私たちの中にも同じ思いを抱く人がいるのではないか。家族のため、会社のため、全てを犠牲にして懸命に働く…でも心の奥底では「私の人生はこれでいいのか?」という悩みが生じる…そんな心の渇きである。

彼はエルサレムの礼拝に出席し、その帰り道であった。どうしてそんなに遠くまで…?それはシェバの女王の時代からの伝説で、エルサレムには知恵ある民族が住んでいるとの思いがあったからではないか。そしてすがるようにしてエルサレムでの礼拝に出席し、その帰り道の途中でフィリポに出会うのである。

宦官はその時イザヤ書53章の「苦難の僕」の箇所を読んでいた。そして出会ったフィリポによってその解き明かしを受けた。この苦難の僕とはイエス・キリストのことであり、その方によって救いが与えれるということ。イエスはひとりひとりを何よりも愛して下さる神のことを語り伝えた方であるということ…。フィリポの語る福音は、彼の渇いた心に沁みわたったことだろう。

「苦難の僕の詩」の少し先、イザヤ書56章には、宦官や異邦人の救いに関する神の言葉が記される(56:3-7)。この言葉をもし宦官が読んでいたなら、きっと深い慰めを得たことだろう。
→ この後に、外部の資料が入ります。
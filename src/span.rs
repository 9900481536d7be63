//! Caller-supplied buffers for the zero-copy read/write paths.
//!
//! A span hands out its memory only if it is one contiguous region with the right access.
//! Returning `None` makes the file operation fail with [`Error::Buffer`](crate::Error::Buffer)
//! before anything reaches the native client.
use std::collections::VecDeque;

/// A buffer the file may write received bytes into.
pub trait WritableByteSpan {
    fn writable_bytes(&mut self) -> Option<&mut [u8]>;
}

/// A buffer the file may read bytes to send from.
pub trait ReadableByteSpan {
    fn readable_bytes(&self) -> Option<&[u8]>;
}

impl WritableByteSpan for [u8] {
    fn writable_bytes(&mut self) -> Option<&mut [u8]> {
        Some(self)
    }
}

impl ReadableByteSpan for [u8] {
    fn readable_bytes(&self) -> Option<&[u8]> {
        Some(self)
    }
}

impl WritableByteSpan for Vec<u8> {
    fn writable_bytes(&mut self) -> Option<&mut [u8]> {
        Some(self.as_mut_slice())
    }
}

impl ReadableByteSpan for Vec<u8> {
    fn readable_bytes(&self) -> Option<&[u8]> {
        Some(self.as_slice())
    }
}

impl<const N: usize> WritableByteSpan for [u8; N] {
    fn writable_bytes(&mut self) -> Option<&mut [u8]> {
        Some(&mut self[..])
    }
}

impl<const N: usize> ReadableByteSpan for [u8; N] {
    fn readable_bytes(&self) -> Option<&[u8]> {
        Some(&self[..])
    }
}

// A ring buffer is only usable while its contents do not wrap around.
impl WritableByteSpan for VecDeque<u8> {
    fn writable_bytes(&mut self) -> Option<&mut [u8]> {
        let (front, back) = self.as_mut_slices();
        if back.is_empty() {
            Some(front)
        } else {
            None
        }
    }
}

impl ReadableByteSpan for VecDeque<u8> {
    fn readable_bytes(&self) -> Option<&[u8]> {
        let (front, back) = self.as_slices();
        if back.is_empty() {
            Some(front)
        } else {
            None
        }
    }
}

/// Read-only view over borrowed bytes. Usable as a write source, refused as a read target.
#[derive(Debug, Clone, Copy)]
pub struct ReadOnly<'a>(pub &'a [u8]);

impl ReadableByteSpan for ReadOnly<'_> {
    fn readable_bytes(&self) -> Option<&[u8]> {
        Some(self.0)
    }
}

impl WritableByteSpan for ReadOnly<'_> {
    fn writable_bytes(&mut self) -> Option<&mut [u8]> {
        None
    }
}
//! Handles to open remote files.
use std::convert::TryFrom;
use std::fmt;
use std::io::{self, SeekFrom};
use std::sync::Arc;

use crate::error::{Error, FileOp, Result};
use crate::native::{transfer_len, NativeClient, Offset, OpenMode, RawFile};
use crate::span::{ReadableByteSpan, WritableByteSpan};

/// Turns a native result into a count, or into a `Failure` for `op` if it is negative.
pub(crate) fn check_result(
    code: i64,
    op: FileOp,
    path: &str,
    client: &dyn NativeClient,
) -> Result<u64> {
    if code < 0 {
        let detail = client
            .last_error()
            .unwrap_or_else(|| format!("native call returned {}", code));
        log::debug!("{} failed on {}: {}", op, path, detail);
        return Err(Error::Failure {
            op,
            path: path.to_owned(),
            detail,
        });
    }
    Ok(code as u64)
}

/// One open file session on a distributed filesystem.
///
/// Cursor-relative operations (`seek`, `tell`, `read`, `write`, ...) take `&mut self`.
/// Positional reads take `&self` and may run concurrently from several threads.
/// The session is released by [`close`](RemoteFileHandle::close) or, failing that, on drop.
pub struct RemoteFileHandle {
    fs: Arc<dyn NativeClient>,
    raw: RawFile,
    path: String,
    mode: OpenMode,
    is_open: bool,
}

impl RemoteFileHandle {
    pub(crate) fn new(
        fs: Arc<dyn NativeClient>,
        raw: RawFile,
        path: String,
        mode: OpenMode,
    ) -> Self {
        RemoteFileHandle {
            fs,
            raw,
            path,
            mode,
            is_open: true,
        }
    }

    pub fn path(&self) -> &str {
        &self.path
    }

    pub fn mode(&self) -> OpenMode {
        self.mode
    }

    pub fn is_open(&self) -> bool {
        self.is_open
    }

    fn raw(&self) -> Result<RawFile> {
        if self.is_open {
            Ok(self.raw)
        } else {
            Err(Error::Closed {
                path: self.path.clone(),
            })
        }
    }

    fn check(&self, code: i64, op: FileOp) -> Result<u64> {
        check_result(code, op, &self.path, self.fs.as_ref())
    }

    fn offset(&self, pos: u64, op: FileOp) -> Result<Offset> {
        Offset::try_from(pos).map_err(|_| Error::Failure {
            op,
            path: self.path.clone(),
            detail: format!("offset {} is out of range", pos),
        })
    }

    pub fn seek(&mut self, desired_pos: u64) -> Result<()> {
        let raw = self.raw()?;
        let pos = self.offset(desired_pos, FileOp::Seek)?;
        log::trace!("seek {} to {}", self.path, pos);
        self.check(self.fs.seek(raw, pos) as i64, FileOp::Seek)?;
        Ok(())
    }

    pub fn tell(&mut self) -> Result<u64> {
        let raw = self.raw()?;
        self.check(self.fs.tell(raw), FileOp::Tell)
    }

    /// Reads up to `length` bytes at the cursor. A short or empty result is not an error.
    pub fn read(&mut self, length: usize) -> Result<Vec<u8>> {
        let raw = self.raw()?;
        let mut buf = vec![0u8; transfer_len(length)];
        let n = self.check(self.fs.read(raw, &mut buf) as i64, FileOp::Read)?;
        buf.truncate(n as usize);
        Ok(buf)
    }

    /// Reads at the cursor straight into `buf`, returning how many bytes landed there.
    pub fn read_chunk<B>(&mut self, buf: &mut B) -> Result<usize>
    where
        B: WritableByteSpan + ?Sized,
    {
        let raw = self.raw()?;
        let bytes = writable(buf, FileOp::Read, &self.path)?;
        let n = self.check(self.fs.read(raw, bytes) as i64, FileOp::Read)?;
        Ok(n as usize)
    }

    /// Reads up to `length` bytes at `position` without touching the cursor.
    pub fn pread(&self, position: u64, length: usize) -> Result<Vec<u8>> {
        let raw = self.raw()?;
        let pos = self.offset(position, FileOp::Read)?;
        let mut buf = vec![0u8; transfer_len(length)];
        let n = self.check(self.fs.pread(raw, pos, &mut buf) as i64, FileOp::Read)?;
        buf.truncate(n as usize);
        Ok(buf)
    }

    pub fn pread_chunk<B>(&self, position: u64, buf: &mut B) -> Result<usize>
    where
        B: WritableByteSpan + ?Sized,
    {
        let raw = self.raw()?;
        let pos = self.offset(position, FileOp::Read)?;
        let bytes = writable(buf, FileOp::Read, &self.path)?;
        let n = self.check(self.fs.pread(raw, pos, bytes) as i64, FileOp::Read)?;
        Ok(n as usize)
    }

    /// Writes `data` at the cursor. May accept fewer bytes than given; callers loop if needed.
    pub fn write(&mut self, data: &[u8]) -> Result<usize> {
        let raw = self.raw()?;
        let n = self.check(self.fs.write(raw, data) as i64, FileOp::Write)?;
        Ok(n as usize)
    }

    pub fn write_chunk<B>(&mut self, buf: &B) -> Result<usize>
    where
        B: ReadableByteSpan + ?Sized,
    {
        let raw = self.raw()?;
        let bytes = buf.readable_bytes().ok_or_else(|| Error::Buffer {
            op: FileOp::Write,
            path: self.path.clone(),
        })?;
        let n = self.check(self.fs.write(raw, bytes) as i64, FileOp::Write)?;
        Ok(n as usize)
    }

    /// Bytes that can be read without blocking.
    pub fn available(&mut self) -> Result<usize> {
        let raw = self.raw()?;
        let n = self.check(self.fs.available(raw) as i64, FileOp::Available)?;
        Ok(n as usize)
    }

    pub fn flush(&mut self) -> Result<()> {
        let raw = self.raw()?;
        self.check(self.fs.flush(raw) as i64, FileOp::Flush)?;
        Ok(())
    }

    /// Releases the session. Closing a closed handle does nothing.
    ///
    /// A failed close is reported once and still leaves the handle closed.
    pub fn close(&mut self) -> Result<()> {
        if !self.is_open {
            return Ok(());
        }
        self.is_open = false;
        log::debug!("closing {}", self.path);
        self.check(self.fs.close_file(self.raw) as i64, FileOp::Close)?;
        Ok(())
    }
}

fn writable<'a, B>(buf: &'a mut B, op: FileOp, path: &str) -> Result<&'a mut [u8]>
where
    B: WritableByteSpan + ?Sized,
{
    buf.writable_bytes().ok_or_else(|| Error::Buffer {
        op,
        path: path.to_owned(),
    })
}

impl Drop for RemoteFileHandle {
    fn drop(&mut self) {
        if self.is_open {
            if let Err(e) = self.close() {
                log::warn!("implicit close of {} failed: {}", self.path, e);
            }
        }
    }
}

impl fmt::Debug for RemoteFileHandle {
    fn fmt(&self, f: &mut fmt::Formatter<'_>) -> fmt::Result {
        f.debug_struct("RemoteFileHandle")
            .field("path", &self.path)
            .field("mode", &self.mode)
            .field("is_open", &self.is_open)
            .finish()
    }
}

impl io::Read for RemoteFileHandle {
    fn read(&mut self, buf: &mut [u8]) -> io::Result<usize> {
        Ok(self.read_chunk(buf)?)
    }
}

impl io::Write for RemoteFileHandle {
    fn write(&mut self, buf: &[u8]) -> io::Result<usize> {
        Ok(RemoteFileHandle::write(self, buf)?)
    }

    fn flush(&mut self) -> io::Result<()> {
        Ok(RemoteFileHandle::flush(self)?)
    }
}

impl io::Seek for RemoteFileHandle {
    fn seek(&mut self, pos: SeekFrom) -> io::Result<u64> {
        let target = match pos {
            SeekFrom::Start(p) => Some(p),
            SeekFrom::Current(delta) => {
                let current = self.tell()?;
                offset_by(current, delta)
            }
            // The end is the cursor plus whatever is still readable.
            SeekFrom::End(delta) => {
                let current = self.tell()?;
                let end = current + self.available()? as u64;
                offset_by(end, delta)
            }
        };
        let target = target.ok_or_else(|| {
            io::Error::new(
                io::ErrorKind::InvalidInput,
                format!("invalid seek to a negative offset on {}", self.path),
            )
        })?;
        RemoteFileHandle::seek(self, target)?;
        Ok(target)
    }
}

fn offset_by(base: u64, delta: i64) -> Option<u64> {
    if delta >= 0 {
        base.checked_add(delta as u64)
    } else {
        base.checked_sub(delta.unsigned_abs())
    }
}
途中で水のある場所にさしかかると、宦官は言った。「ここに水があります。私に洗礼を授けていただけませんか。」フィリポはこれを聞き、即座にその場所で洗礼を授けた。するとフィリポの姿が見えなくなった、と記される。信仰の手引きをしてくれた人が、いきなりいなくなった。心細くなっても仕方のない状況だが、宦官は喜びあふれて旅を続けた。彼の心に、もう悩みはない。心の渇きを癒す方=イエス・キリストとの出会いが与えられたからである。